Okay. All right. Obviously using your imagination. There's no facts to this. There's no real answer.
Smith and sniff giving you homework every week. Yeah, a little bit of car homework.
No other podcast does that as far as I'm aware. So that's good. I had a scorpion experience but
in Italy where they do have scorpions. Oh, cool. Okay, I'm talking about the stingy things not
the band. And we'd rented a house in northeastern Italy. And I was in the shower one evening
after a lovely day by the pool. And I opened the shower cubicle door to grab my towel from
the back of the door. And there on the back of the bathroom door, there was a scorpion.
Fantastic. Which one was it? Drummer? Yeah, I think it was last, the keyboard player,
if they have one. You don't, you could say it's a keyboard player. Well, there isn't that song
anyway. Yeah, goodness. Busy, busy being the keyboard player in the scorpions.
I'm actually going to tell you the names of the band. No, don't. I'm not interested.
Because if you grew up in a country where you don't have scorpions, they're quite alarming.

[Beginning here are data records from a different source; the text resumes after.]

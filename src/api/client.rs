//! `reqwest`-backed ShipStation API client.

use async_trait::async_trait;
use reqwest::header::{CONTENT_TYPE, HeaderValue};
use reqwest::{Client, Url};
use serde_json::Value;
use tracing::{debug, error, instrument};

use super::error::{ApiError, ApiResult};
use super::request::{ApiRequest, HttpMethod, QueryParams};
use super::ShipStationApi;
use crate::core::config::ApiConfig;

/// Default ShipStation API host.
pub const DEFAULT_BASE_URL: &str = "https://ssapi.shipstation.com";

/// HTTP client for the ShipStation REST API.
///
/// Holds the base URL and the Basic-auth credential pair; both are fixed at
/// construction. The inner `reqwest::Client` pools connections and is safe
/// to share across concurrent tool calls.
#[derive(Clone)]
pub struct ShipStationClient {
    http: Client,
    base_url: String,
    api_key: String,
    api_secret: String,
}

impl std::fmt::Debug for ShipStationClient {
    fn fmt(&self, f: &mut std::fmt::Formatter<'_>) -> std::fmt::Result {
        f.debug_struct("ShipStationClient")
            .field("base_url", &self.base_url)
            .field("api_key", &"[REDACTED]")
            .field("api_secret", &"[REDACTED]")
            .finish()
    }
}

impl ShipStationClient {
    /// Build a client from the API configuration.
    pub fn new(config: &ApiConfig) -> ApiResult<Self> {
        Url::parse(&config.base_url).map_err(|e| ApiError::invalid_url(&config.base_url, e))?;

        let http = Client::builder()
            .user_agent(concat!(env!("CARGO_PKG_NAME"), "/", env!("CARGO_PKG_VERSION")))
            .build()
            .map_err(ApiError::Client)?;

        Ok(Self {
            http,
            base_url: config.base_url.trim_end_matches('/').to_string(),
            api_key: config.api_key.clone().unwrap_or_default(),
            api_secret: config.api_secret.clone().unwrap_or_default(),
        })
    }

    /// The base URL every request is sent to.
    pub fn base_url(&self) -> &str {
        &self.base_url
    }

    fn endpoint(&self, path: &str) -> ApiResult<Url> {
        let url = format!("{}{}", self.base_url, path);
        Url::parse(&url).map_err(|e| ApiError::invalid_url(url, e))
    }
}

#[async_trait]
impl ShipStationApi for ShipStationClient {
    #[instrument(skip_all, fields(method = %request.method, path = %request.path))]
    async fn request(&self, request: ApiRequest) -> ApiResult<Value> {
        let url = self.endpoint(&request.path)?;

        let mut builder = self
            .http
            .request(request.method.into(), url)
            .basic_auth(&self.api_key, Some(&self.api_secret))
            .header(CONTENT_TYPE, HeaderValue::from_static("application/json"));

        match request.method {
            HttpMethod::Get => {
                if let Some(query) = &request.query {
                    builder = builder.query(&query_pairs(query));
                }
            }
            _ => {
                if let Some(body) = &request.body {
                    builder = builder.json(body);
                }
            }
        }

        debug!("Sending ShipStation request");
        let response = builder.send().await.map_err(ApiError::Network)?;

        let status = response.status();
        let text = response.text().await.map_err(ApiError::Network)?;
        if !status.is_success() {
            let body = decode_error_body(&text);
            error!(
                status = status.as_u16(),
                "ShipStation API Error: {}",
                remote_message(&body, status.canonical_reason())
            );
            return Err(ApiError::remote(status.as_u16(), body));
        }

        Ok(decode_body(&text))
    }
}

/// Flatten scalar query values into string pairs. Nulls are skipped.
fn query_pairs(query: &QueryParams) -> Vec<(&str, String)> {
    query
        .iter()
        .filter_map(|(key, value)| match value {
            Value::Null => None,
            Value::String(s) => Some((key.as_str(), s.clone())),
            other => Some((key.as_str(), other.to_string())),
        })
        .collect()
}

/// Decode a response body: JSON when possible, raw text otherwise, `null` when empty.
fn decode_body(text: &str) -> Value {
    if text.trim().is_empty() {
        return Value::Null;
    }
    serde_json::from_str(text).unwrap_or_else(|_| Value::String(text.to_string()))
}

/// Decode an error body. Unlike success bodies, an empty error body stays an
/// empty string so the error message reads `(<status>): ""`.
fn decode_error_body(text: &str) -> Value {
    if text.trim().is_empty() {
        return Value::String(text.to_string());
    }
    decode_body(text)
}

/// Pick the most useful message out of an error body for logging.
fn remote_message(body: &Value, reason: Option<&str>) -> String {
    match body {
        Value::Object(map) => match map.get("message").and_then(Value::as_str) {
            Some(message) => message.to_string(),
            None => body.to_string(),
        },
        Value::String(s) if !s.is_empty() => s.clone(),
        _ => reason.unwrap_or("unknown error").to_string(),
    }
}

#[cfg(test)]
mod tests {
    use super::*;
    use serde_json::json;
    use wiremock::matchers::{basic_auth, body_json, header, method, path, query_param};
    use wiremock::{Mock, MockServer, ResponseTemplate};

    fn config_for(base_url: &str) -> ApiConfig {
        ApiConfig {
            base_url: base_url.to_string(),
            api_key: Some("k3y-value".to_string()),
            api_secret: Some("s3cret-value".to_string()),
        }
    }

    #[tokio::test]
    async fn test_get_sends_query_and_auth() {
        let server = MockServer::start().await;
        Mock::given(method("GET"))
            .and(path("/orders"))
            .and(query_param("page", "2"))
            .and(query_param("sortDir", "ASC"))
            .and(basic_auth("k3y-value", "s3cret-value"))
            .and(header("content-type", "application/json"))
            .respond_with(ResponseTemplate::new(200).set_body_json(json!({"orders": []})))
            .expect(1)
            .mount(&server)
            .await;

        let client = ShipStationClient::new(&config_for(&server.uri())).unwrap();
        let mut query = QueryParams::new();
        query.insert("page".to_string(), json!(2));
        query.insert("sortDir".to_string(), json!("ASC"));

        let result = client
            .request(
                ApiRequest::get("/orders")
                    .with_query(query)
                    .with_body(json!({"ignored": true})),
            )
            .await
            .unwrap();

        assert_eq!(result, json!({"orders": []}));
        let received = server.received_requests().await.unwrap();
        assert!(received[0].body.is_empty());
    }

    #[tokio::test]
    async fn test_post_sends_body_and_drops_query() {
        let server = MockServer::start().await;
        Mock::given(method("POST"))
            .and(path("/orders/addtag"))
            .and(body_json(json!({"orderId": 1, "tagId": 7})))
            .respond_with(ResponseTemplate::new(200).set_body_json(json!({"success": true})))
            .expect(1)
            .mount(&server)
            .await;

        let client = ShipStationClient::new(&config_for(&server.uri())).unwrap();
        let mut query = QueryParams::new();
        query.insert("page".to_string(), json!(1));

        let result = client
            .request(
                ApiRequest::post("/orders/addtag")
                    .with_body(json!({"orderId": 1, "tagId": 7}))
                    .with_query(query),
            )
            .await
            .unwrap();

        assert_eq!(result, json!({"success": true}));
        let received = server.received_requests().await.unwrap();
        assert!(received[0].url.query().is_none());
    }

    #[tokio::test]
    async fn test_non_success_status_is_remote_error() {
        let server = MockServer::start().await;
        Mock::given(method("GET"))
            .and(path("/orders/42"))
            .respond_with(ResponseTemplate::new(404).set_body_json(json!({"message": "Not Found"})))
            .mount(&server)
            .await;

        let client = ShipStationClient::new(&config_for(&server.uri())).unwrap();
        let err = client
            .request(ApiRequest::get("/orders/42"))
            .await
            .unwrap_err();

        assert_eq!(err.status(), Some(404));
        let message = err.to_string();
        assert!(message.contains("404"));
        assert!(message.contains(r#"{"message":"Not Found"}"#));
    }

    #[tokio::test]
    async fn test_empty_error_body_is_empty_string() {
        let server = MockServer::start().await;
        Mock::given(method("GET"))
            .and(path("/orders/404"))
            .respond_with(ResponseTemplate::new(404))
            .mount(&server)
            .await;

        let client = ShipStationClient::new(&config_for(&server.uri())).unwrap();
        let err = client
            .request(ApiRequest::get("/orders/404"))
            .await
            .unwrap_err();

        assert_eq!(err.to_string(), r#"ShipStation API Error (404): """#);
    }

    #[tokio::test]
    async fn test_empty_success_body_is_null() {
        let server = MockServer::start().await;
        Mock::given(method("DELETE"))
            .and(path("/webhooks/9"))
            .respond_with(ResponseTemplate::new(200))
            .mount(&server)
            .await;

        let client = ShipStationClient::new(&config_for(&server.uri())).unwrap();
        let result = client
            .request(ApiRequest::delete("/webhooks/9"))
            .await
            .unwrap();
        assert_eq!(result, Value::Null);
    }

    #[tokio::test]
    async fn test_unreachable_host_is_network_error() {
        let client = ShipStationClient::new(&config_for("http://127.0.0.1:1")).unwrap();
        let err = client
            .request(ApiRequest::get("/carriers"))
            .await
            .unwrap_err();
        assert!(matches!(err, ApiError::Network(_)));
        assert!(err.to_string().starts_with("Network error"));
    }

    #[test]
    fn test_invalid_base_url_rejected() {
        let err = ShipStationClient::new(&config_for("not a url")).unwrap_err();
        assert!(matches!(err, ApiError::InvalidUrl { .. }));
    }

    #[test]
    fn test_trailing_slash_trimmed() {
        let client = ShipStationClient::new(&config_for("https://example.com/")).unwrap();
        assert_eq!(client.base_url(), "https://example.com");
        assert_eq!(
            client.endpoint("/orders").unwrap().as_str(),
            "https://example.com/orders"
        );
    }

    #[test]
    fn test_debug_redacts_credentials() {
        let client = ShipStationClient::new(&config_for("https://example.com")).unwrap();
        let debug = format!("{:?}", client);
        assert!(!debug.contains("k3y-value"));
        assert!(!debug.contains("s3cret-value"));
        assert!(debug.contains("api_secret: \"[REDACTED]\""));
    }

    #[test]
    fn test_query_pairs_stringify_scalars() {
        let mut query = QueryParams::new();
        query.insert("showInactive".to_string(), json!(true));
        query.insert("storeId".to_string(), json!(12));
        query.insert("name".to_string(), json!("Widget"));
        query.insert("skip".to_string(), Value::Null);

        let pairs = query_pairs(&query);
        assert_eq!(pairs.len(), 3);
        assert!(pairs.contains(&("showInactive", "true".to_string())));
        assert!(pairs.contains(&("storeId", "12".to_string())));
        assert!(pairs.contains(&("name", "Widget".to_string())));
    }

    #[test]
    fn test_decode_body_variants() {
        assert_eq!(decode_body(""), Value::Null);
        assert_eq!(decode_body(r#"{"a":1}"#), json!({"a": 1}));
        assert_eq!(decode_body("plain text"), json!("plain text"));
        assert_eq!(decode_error_body(""), json!(""));
        assert_eq!(decode_error_body(r#"{"a":1}"#), json!({"a": 1}));
    }

    #[test]
    fn test_remote_message_prefers_message_field() {
        assert_eq!(
            remote_message(&json!({"message": "Unauthorized"}), Some("Unauthorized")),
            "Unauthorized"
        );
        assert_eq!(remote_message(&Value::Null, Some("Not Found")), "Not Found");
        assert_eq!(remote_message(&json!("oops"), None), "oops");
    }
}
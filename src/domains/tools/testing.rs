//! Test doubles shared by the tool tests.

use std::sync::{Arc, Mutex};

use async_trait::async_trait;
use rmcp::model::{CallToolResult, RawContent};
use serde_json::Value;

use crate::api::{ApiError, ApiRequest, ApiResult, ShipStationApi};

/// API fake that records every request and answers with a canned response.
pub struct RecordingApi {
    calls: Mutex<Vec<ApiRequest>>,
    response: Result<Value, (u16, Value)>,
}

impl RecordingApi {
    /// Answer every request with `body` and a 2xx status.
    pub fn ok(body: Value) -> Arc<Self> {
        Arc::new(Self {
            calls: Mutex::new(Vec::new()),
            response: Ok(body),
        })
    }

    /// Answer every request with a remote error.
    pub fn failing(status: u16, body: Value) -> Arc<Self> {
        Arc::new(Self {
            calls: Mutex::new(Vec::new()),
            response: Err((status, body)),
        })
    }

    /// Requests received so far.
    pub fn calls(&self) -> Vec<ApiRequest> {
        self.calls.lock().unwrap().clone()
    }
}

#[async_trait]
impl ShipStationApi for RecordingApi {
    async fn request(&self, request: ApiRequest) -> ApiResult<Value> {
        self.calls.lock().unwrap().push(request);
        match &self.response {
            Ok(body) => Ok(body.clone()),
            Err((status, body)) => Err(ApiError::remote(*status, body.clone())),
        }
    }
}

/// Text of the first content item of a tool result.
pub fn text_of(result: &CallToolResult) -> &str {
    match &result.content[0].raw {
        RawContent::Text(text) => &text.text,
        _ => panic!("Expected text content"),
    }
}
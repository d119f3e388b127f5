//! Order tools.
//!
//! Listing, lookup, creation and the order state actions (ship, tag, hold).

use schemars::JsonSchema;
use serde::{Deserialize, Serialize};
use serde_json::Value;

use super::common::{Id, JsonPayload, SortDir, body_from, query_from};
use crate::api::{ApiRequest, SharedApi};
use crate::domains::tools::{ToolDescriptor, ToolError};

/// Filters for `list_orders`.
#[derive(Debug, Clone, Default, Serialize, Deserialize, JsonSchema)]
#[serde(rename_all = "camelCase")]
pub struct ListOrdersParams {
    #[schemars(description = "Page number")]
    pub page: Option<u32>,
    #[schemars(description = "Number of orders per page (max 500)")]
    pub page_size: Option<u32>,
    #[schemars(description = "Sort orders by a specific field")]
    pub sort_by: Option<String>,
    #[schemars(description = "Sort direction")]
    pub sort_dir: Option<SortDir>,
    #[schemars(description = "Filter by order status")]
    pub order_status: Option<String>,
    #[schemars(description = "Filter by store ID")]
    pub store_id: Option<u64>,
    #[schemars(description = "Filter by creation date (start)")]
    pub create_date_start: Option<String>,
    #[schemars(description = "Filter by creation date (end)")]
    pub create_date_end: Option<String>,
    #[schemars(description = "Filter by modification date (start)")]
    pub modify_date_start: Option<String>,
    #[schemars(description = "Filter by modification date (end)")]
    pub modify_date_end: Option<String>,
}

#[derive(Debug, Clone, Serialize, Deserialize, JsonSchema)]
#[serde(rename_all = "camelCase")]
pub struct OrderIdParams {
    #[schemars(description = "Order ID")]
    pub order_id: Id,
}

#[derive(Debug, Clone, Deserialize, JsonSchema)]
#[serde(rename_all = "camelCase")]
pub struct CreateOrderParams {
    #[schemars(description = "JSON string containing the order data")]
    pub order_data: JsonPayload,
}

#[derive(Debug, Clone, Serialize, Deserialize, JsonSchema)]
#[serde(rename_all = "camelCase")]
pub struct MarkAsShippedParams {
    #[schemars(description = "Order ID to mark as shipped")]
    pub order_id: Id,
    #[schemars(description = "Carrier code")]
    pub carrier_code: String,
    #[schemars(description = "Ship date (YYYY-MM-DD)")]
    pub ship_date: String,
    #[schemars(description = "Tracking number")]
    pub tracking_number: String,
}

#[derive(Debug, Clone, Serialize, Deserialize, JsonSchema)]
#[serde(rename_all = "camelCase")]
pub struct OrderTagParams {
    #[schemars(description = "Order ID")]
    pub order_id: Id,
    #[schemars(description = "Tag ID")]
    pub tag_id: Id,
}

#[derive(Debug, Clone, Serialize, Deserialize, JsonSchema)]
#[serde(rename_all = "camelCase")]
pub struct HoldUntilParams {
    #[schemars(description = "Order ID to hold")]
    pub order_id: Id,
    #[schemars(description = "Date to hold until (YYYY-MM-DD)")]
    pub hold_until_date: String,
}

async fn list_orders(api: SharedApi, params: ListOrdersParams) -> Result<Value, ToolError> {
    let request = ApiRequest::get("/orders").with_query(query_from(&params)?);
    Ok(api.request(request).await?)
}

async fn get_order(api: SharedApi, params: OrderIdParams) -> Result<Value, ToolError> {
    Ok(api
        .request(ApiRequest::get(format!("/orders/{}", params.order_id)))
        .await?)
}

async fn create_order(api: SharedApi, params: CreateOrderParams) -> Result<Value, ToolError> {
    let body = params.order_data.into_value("orderData")?;
    Ok(api
        .request(ApiRequest::post("/orders/createorder").with_body(body))
        .await?)
}

async fn mark_order_as_shipped(
    api: SharedApi,
    params: MarkAsShippedParams,
) -> Result<Value, ToolError> {
    let request = ApiRequest::post("/orders/markasshipped").with_body(body_from(&params)?);
    Ok(api.request(request).await?)
}

async fn delete_order(api: SharedApi, params: OrderIdParams) -> Result<Value, ToolError> {
    Ok(api
        .request(ApiRequest::delete(format!("/orders/{}", params.order_id)))
        .await?)
}

async fn add_tag_to_order(api: SharedApi, params: OrderTagParams) -> Result<Value, ToolError> {
    let request = ApiRequest::post("/orders/addtag").with_body(body_from(&params)?);
    Ok(api.request(request).await?)
}

async fn remove_tag_from_order(
    api: SharedApi,
    params: OrderTagParams,
) -> Result<Value, ToolError> {
    let request = ApiRequest::post("/orders/removetag").with_body(body_from(&params)?);
    Ok(api.request(request).await?)
}

async fn restore_order_from_hold(
    api: SharedApi,
    params: OrderIdParams,
) -> Result<Value, ToolError> {
    let request = ApiRequest::post("/orders/restorefromhold").with_body(body_from(&params)?);
    Ok(api.request(request).await?)
}

async fn hold_order_until(api: SharedApi, params: HoldUntilParams) -> Result<Value, ToolError> {
    let request = ApiRequest::post("/orders/holduntil").with_body(body_from(&params)?);
    Ok(api.request(request).await?)
}

/// Order tool descriptors, in registration order.
pub fn descriptors() -> Vec<ToolDescriptor> {
    vec![
        ToolDescriptor::new(
            "list_orders",
            "List orders with optional filtering parameters",
            list_orders,
        ),
        ToolDescriptor::new("get_order", "Get details for a specific order", get_order),
        ToolDescriptor::new(
            "create_order",
            "Create a new order in ShipStation",
            create_order,
        ),
        ToolDescriptor::new(
            "mark_order_as_shipped",
            "Mark an order as shipped",
            mark_order_as_shipped,
        ),
        ToolDescriptor::new(
            "delete_order",
            "Delete an order from ShipStation",
            delete_order,
        ),
        ToolDescriptor::new("add_tag_to_order", "Add a tag to an order", add_tag_to_order),
        ToolDescriptor::new(
            "remove_tag_from_order",
            "Remove a tag from an order",
            remove_tag_from_order,
        ),
        ToolDescriptor::new(
            "restore_order_from_hold",
            "Restore an order from on-hold status",
            restore_order_from_hold,
        ),
        ToolDescriptor::new(
            "hold_order_until",
            "Hold an order until a specified date",
            hold_order_until,
        ),
    ]
}
//! Customer tools.

use schemars::JsonSchema;
use serde::{Deserialize, Serialize};
use serde_json::Value;

use super::common::{Id, SortDir, query_from};
use crate::api::{ApiRequest, SharedApi};
use crate::domains::tools::{ToolDescriptor, ToolError};

/// Filters for `list_customers`.
#[derive(Debug, Clone, Default, Serialize, Deserialize, JsonSchema)]
#[serde(rename_all = "camelCase")]
pub struct ListCustomersParams {
    #[schemars(description = "Page number")]
    pub page: Option<u32>,
    #[schemars(description = "Number of customers per page (max 500)")]
    pub page_size: Option<u32>,
    #[schemars(description = "Sort customers by a specific field")]
    pub sort_by: Option<String>,
    #[schemars(description = "Sort direction")]
    pub sort_dir: Option<SortDir>,
    #[schemars(description = "Filter by customer name")]
    pub name: Option<String>,
    #[schemars(description = "Filter by state code")]
    pub state_code: Option<String>,
    #[schemars(description = "Filter by country code")]
    pub country_code: Option<String>,
    #[schemars(description = "Filter by marketplace ID")]
    pub marketplace_id: Option<u64>,
}

#[derive(Debug, Clone, Deserialize, JsonSchema)]
#[serde(rename_all = "camelCase")]
pub struct CustomerIdParams {
    #[schemars(description = "Customer ID to retrieve")]
    pub customer_id: Id,
}

async fn list_customers(api: SharedApi, params: ListCustomersParams) -> Result<Value, ToolError> {
    let request = ApiRequest::get("/customers").with_query(query_from(&params)?);
    Ok(api.request(request).await?)
}

async fn get_customer(api: SharedApi, params: CustomerIdParams) -> Result<Value, ToolError> {
    Ok(api
        .request(ApiRequest::get(format!("/customers/{}", params.customer_id)))
        .await?)
}

/// Customer tool descriptors, in registration order.
pub fn descriptors() -> Vec<ToolDescriptor> {
    vec![
        ToolDescriptor::new(
            "list_customers",
            "List customers with optional filtering parameters",
            list_customers,
        ),
        ToolDescriptor::new(
            "get_customer",
            "Get details for a specific customer",
            get_customer,
        ),
    ]
}

#[cfg(test)]
mod tests {
    use super::*;
    use crate::domains::tools::testing::RecordingApi;
    use serde_json::json;

    #[tokio::test]
    async fn test_list_customers_location_filters() {
        let api = RecordingApi::ok(json!({"customers": []}));
        let params: ListCustomersParams = serde_json::from_value(json!({
            "stateCode": "TX",
            "countryCode": "US",
            "sortDir": "ASC"
        }))
        .unwrap();

        list_customers(api.clone(), params).await.unwrap();

        let query = api.calls()[0].query.clone().unwrap();
        assert_eq!(query["stateCode"], json!("TX"));
        assert_eq!(query["countryCode"], json!("US"));
        assert_eq!(query["sortDir"], json!("ASC"));
        assert!(!query.contains_key("marketplaceId"));
    }

    #[test]
    fn test_invalid_sort_dir_rejected() {
        assert!(
            serde_json::from_value::<ListCustomersParams>(json!({"sortDir": "UP"})).is_err()
        );
    }
}
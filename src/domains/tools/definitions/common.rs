//! Common types and helpers shared across the ShipStation tools.
//!
//! Result envelopes, payload parsing, and conversion of typed parameter
//! structs into query strings and request bodies.

use std::num::NonZeroU64;

use rmcp::model::{CallToolResult, Content};
use schemars::JsonSchema;
use serde::{Deserialize, Serialize};
use serde_json::Value;
use tracing::warn;

use crate::api::QueryParams;
use crate::domains::tools::ToolError;

/// Positive numeric ShipStation identifier. Zero is rejected at validation.
pub type Id = NonZeroU64;

/// Parameters for tools that take no input.
#[derive(Debug, Clone, Default, Deserialize, JsonSchema)]
pub struct NoParams {}

/// Sort direction accepted by the list endpoints.
#[derive(Debug, Clone, Copy, PartialEq, Eq, Serialize, Deserialize, JsonSchema)]
#[serde(rename_all = "UPPERCASE")]
pub enum SortDir {
    Asc,
    Desc,
}

// String payloads are parsed when the tool runs, so a malformed string is a
// tool error result rather than a validation failure.
#[derive(Debug, Clone, Deserialize, JsonSchema)]
#[serde(untagged)]
#[schemars(description = "JSON document, either as a JSON-encoded string or as a JSON object")]
pub enum JsonPayload {
    Text(String),
    Structured(Value),
}

impl JsonPayload {
    /// Resolve the payload into a JSON value. `field` names the parameter in errors.
    pub fn into_value(self, field: &'static str) -> Result<Value, ToolError> {
        match self {
            Self::Text(raw) => {
                serde_json::from_str(&raw).map_err(|e| ToolError::parse(field, e))
            }
            Self::Structured(value) => Ok(value),
        }
    }
}

/// Serialize a parameter struct into query parameters, dropping absent fields.
pub fn query_from<T: Serialize>(params: &T) -> Result<QueryParams, ToolError> {
    match serde_json::to_value(params).map_err(|e| ToolError::internal(e.to_string()))? {
        Value::Object(map) => Ok(map.into_iter().filter(|(_, v)| !v.is_null()).collect()),
        other => Err(ToolError::internal(format!(
            "query parameters must serialize to an object, got {}",
            other
        ))),
    }
}

/// Serialize a parameter struct into a request body.
pub fn body_from<T: Serialize>(params: &T) -> Result<Value, ToolError> {
    serde_json::to_value(params).map_err(|e| ToolError::internal(e.to_string()))
}

/// Wrap a handler outcome into a tool result envelope.
pub fn into_envelope(tool: &str, outcome: Result<Value, ToolError>) -> CallToolResult {
    match outcome {
        Ok(value) => match serde_json::to_string_pretty(&value) {
            Ok(text) => success_result(text),
            Err(e) => error_result(tool, &format!("Failed to serialize response: {}", e)),
        },
        Err(e) => error_result(tool, &e.to_string()),
    }
}

/// Create an error result with a formatted message.
pub fn error_result(tool: &str, message: &str) -> CallToolResult {
    warn!(tool, "{}", message);
    CallToolResult::error(vec![Content::text(message.to_string())])
}

/// Create a success result with text content.
pub fn success_result(content: String) -> CallToolResult {
    CallToolResult::success(vec![Content::text(content)])
}
//! Carrier tools.

use schemars::JsonSchema;
use serde::{Deserialize, Serialize};
use serde_json::Value;

use super::common::{NoParams, query_from};
use crate::api::{ApiRequest, SharedApi};
use crate::domains::tools::{ToolDescriptor, ToolError};

#[derive(Debug, Clone, Serialize, Deserialize, JsonSchema)]
#[serde(rename_all = "camelCase")]
pub struct CarrierCodeParams {
    #[schemars(description = "Carrier code (e.g., 'ups', 'fedex', 'usps')")]
    pub carrier_code: String,
}

async fn list_carriers(api: SharedApi, _params: NoParams) -> Result<Value, ToolError> {
    Ok(api.request(ApiRequest::get("/carriers")).await?)
}

async fn list_carrier_packages(
    api: SharedApi,
    params: CarrierCodeParams,
) -> Result<Value, ToolError> {
    let request = ApiRequest::get("/carriers/listpackages").with_query(query_from(&params)?);
    Ok(api.request(request).await?)
}

async fn list_carrier_services(
    api: SharedApi,
    params: CarrierCodeParams,
) -> Result<Value, ToolError> {
    let request = ApiRequest::get("/carriers/listservices").with_query(query_from(&params)?);
    Ok(api.request(request).await?)
}

/// Carrier tool descriptors, in registration order.
pub fn descriptors() -> Vec<ToolDescriptor> {
    vec![
        ToolDescriptor::new(
            "list_carriers",
            "List all carriers available to the account",
            list_carriers,
        ),
        ToolDescriptor::new(
            "list_carrier_packages",
            "List all packages available for a carrier",
            list_carrier_packages,
        ),
        ToolDescriptor::new(
            "list_carrier_services",
            "List all services available for a carrier",
            list_carrier_services,
        ),
    ]
}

We're led to believe they're extremely deadly. And so I sort of slid out of the shower,
grabbed my towel, and then very slowly opened the door and crept out and went to find my wife
because she grew up in Arizona, Scorpion Central. Of course. And I said, there's a scorpion on the
back of the bathroom door. What do I do? And she went, I don't know. I said, well, we've got to
get rid of it. But like, what are you supposed to do? I'll ring my dad. So she rang her dad in
Arizona. Because I was thinking, there's presumably there's some protocol, you can't,
they're not like spiders or something, you can't just smash it or you know, you certainly
can't try and catch it. But what do you do? And he just went, what, I'm just hit it with a shoe.
So that's what I did. So you killed it. Yeah. Because what else? Like, I don't,
I'm against killing spiders as a general rule, unless it's massive venomous one or something.
But yeah, Scorpion, it's, it's a bit of a, it's him or me situation, isn't it?
Yeah, I get stung on the ass when I get out of the shower. No, not rage, Scorpion.
You feel very vulnerable seeing a scorpion whilst naked.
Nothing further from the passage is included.